- [REQUIREMENT] Needed from the data below: all lines that contain the word "SecretKey".
BEGIN DATA RECORDS
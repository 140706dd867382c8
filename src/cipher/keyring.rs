//! Key Ring
//!
//! Versioned field keys. One version is active for new encryptions; every
//! retained version stays available for decryption.

use std::collections::BTreeMap;

use rand::RngCore;
use zeroize::Zeroizing;

use crate::crypto::{self, SecretKey, KEY_LEN};
use crate::error::{KitError, Result};

/// Master secret the versioned keys are derived from.
type MasterSecret = Zeroizing<Vec<u8>>;

fn version_info(version: u32) -> String {
    format!("resource_kit/field-cipher/v{version}")
}

pub struct KeyRing {
    keys: BTreeMap<u32, SecretKey>,
    active: u32,
    master: Option<MasterSecret>,
}

impl KeyRing {
    /// Key ring whose versions are all derived from `passphrase`, starting at v1.
    ///
    /// Rebuilding from the same passphrase and rotating the same number of
    /// times reproduces the same keys.
    pub fn from_passphrase(passphrase: &str) -> Result<Self> {
        Self::from_master(Zeroizing::new(passphrase.as_bytes().to_vec()))
    }

    /// Key ring derived from `passphrase` with versions 1 through `active`,
    /// the last one active.
    ///
    /// Equivalent to [`from_passphrase`](Self::from_passphrase) followed by
    /// `active - 1` rotations, so a restarted process can pick up where a
    /// rotated one left off.
    ///
    /// # Errors
    /// - `InvalidRequest` if `active` is 0
    pub fn from_passphrase_at(passphrase: &str, active: u32) -> Result<Self> {
        if active == 0 {
            return Err(KitError::InvalidRequest(
                "key versions start at 1".to_string(),
            ));
        }
        let mut ring = Self::from_passphrase(passphrase)?;
        while ring.active < active {
            ring.rotate()?;
        }
        Ok(ring)
    }

    /// Key ring derived from a fresh random master secret.
    pub fn generate() -> Result<Self> {
        let mut master = Zeroizing::new(vec![0u8; KEY_LEN]);
        rand::rng().fill_bytes(&mut master[..]);
        Self::from_master(master)
    }

    fn from_master(master: MasterSecret) -> Result<Self> {
        let first = crypto::derive_key(&master, &version_info(1))?;
        Ok(Self {
            keys: BTreeMap::from([(1, first)]),
            active: 1,
            master: Some(master),
        })
    }

    /// Key ring over explicit keys. Rotation then draws random keys.
    ///
    /// # Errors
    /// - `InvalidRequest` if `active` is not one of `keys`
    pub fn from_keys(keys: impl IntoIterator<Item = (u32, SecretKey)>, active: u32) -> Result<Self> {
        let keys: BTreeMap<u32, SecretKey> = keys.into_iter().collect();
        if !keys.contains_key(&active) {
            return Err(KitError::InvalidRequest(format!(
                "active key version {active} is not in the key ring"
            )));
        }
        Ok(Self {
            keys,
            active,
            master: None,
        })
    }

    // == Lookup ==
    pub fn active_version(&self) -> u32 {
        self.active
    }

    /// Active version and its key.
    pub fn active(&self) -> (u32, &SecretKey) {
        // `active` is always present: every mutation below preserves it
        (self.active, &self.keys[&self.active])
    }

    pub fn get(&self, version: u32) -> Option<&SecretKey> {
        self.keys.get(&version)
    }

    /// Retained versions in ascending order.
    pub fn versions(&self) -> Vec<u32> {
        self.keys.keys().copied().collect()
    }

    // == Rotation ==
    /// Adds a new version and makes it active. Returns the new version.
    pub fn rotate(&mut self) -> Result<u32> {
        let next = self
            .keys
            .keys()
            .next_back()
            .copied()
            .unwrap_or(0)
            .checked_add(1)
            .ok_or_else(|| KitError::Internal("key version space exhausted".to_string()))?;

        let key = match &self.master {
            Some(master) => crypto::derive_key(master, &version_info(next))?,
            None => crypto::random_key(),
        };
        self.keys.insert(next, key);
        self.active = next;
        Ok(next)
    }

    /// Drops an old version once nothing is encrypted under it.
    ///
    /// Returns whether the version was present.
    ///
    /// # Errors
    /// - `InvalidRequest` when asked to retire the active version
    pub fn retire(&mut self, version: u32) -> Result<bool> {
        if version == self.active {
            return Err(KitError::InvalidRequest(format!(
                "cannot retire active key version {version}"
            )));
        }
        Ok(self.keys.remove(&version).is_some())
    }
}

impl std::fmt::Debug for KeyRing {
    fn fmt(&self, f: &mut std::fmt::Formatter<'_>) -> std::fmt::Result {
        f.debug_struct("KeyRing")
            .field("versions", &self.versions())
            .field("active", &self.active)
            .field("derived", &self.master.is_some())
            .finish()
    }
}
END DATA RECORDS
- [RESPONSE AREA]
use crate::crypto::{self, SecretKey, KEY_LEN};
    keys: BTreeMap<u32, SecretKey>,
    pub fn from_keys(keys: impl IntoIterator<Item = (u32, SecretKey)>, active: u32) -> Result<Self> {
        let keys: BTreeMap<u32, SecretKey> = keys.into_iter().collect();
    pub fn active(&self) -> (u32, &SecretKey) {
    pub fn get(&self, version: u32) -> Option<&SecretKey> {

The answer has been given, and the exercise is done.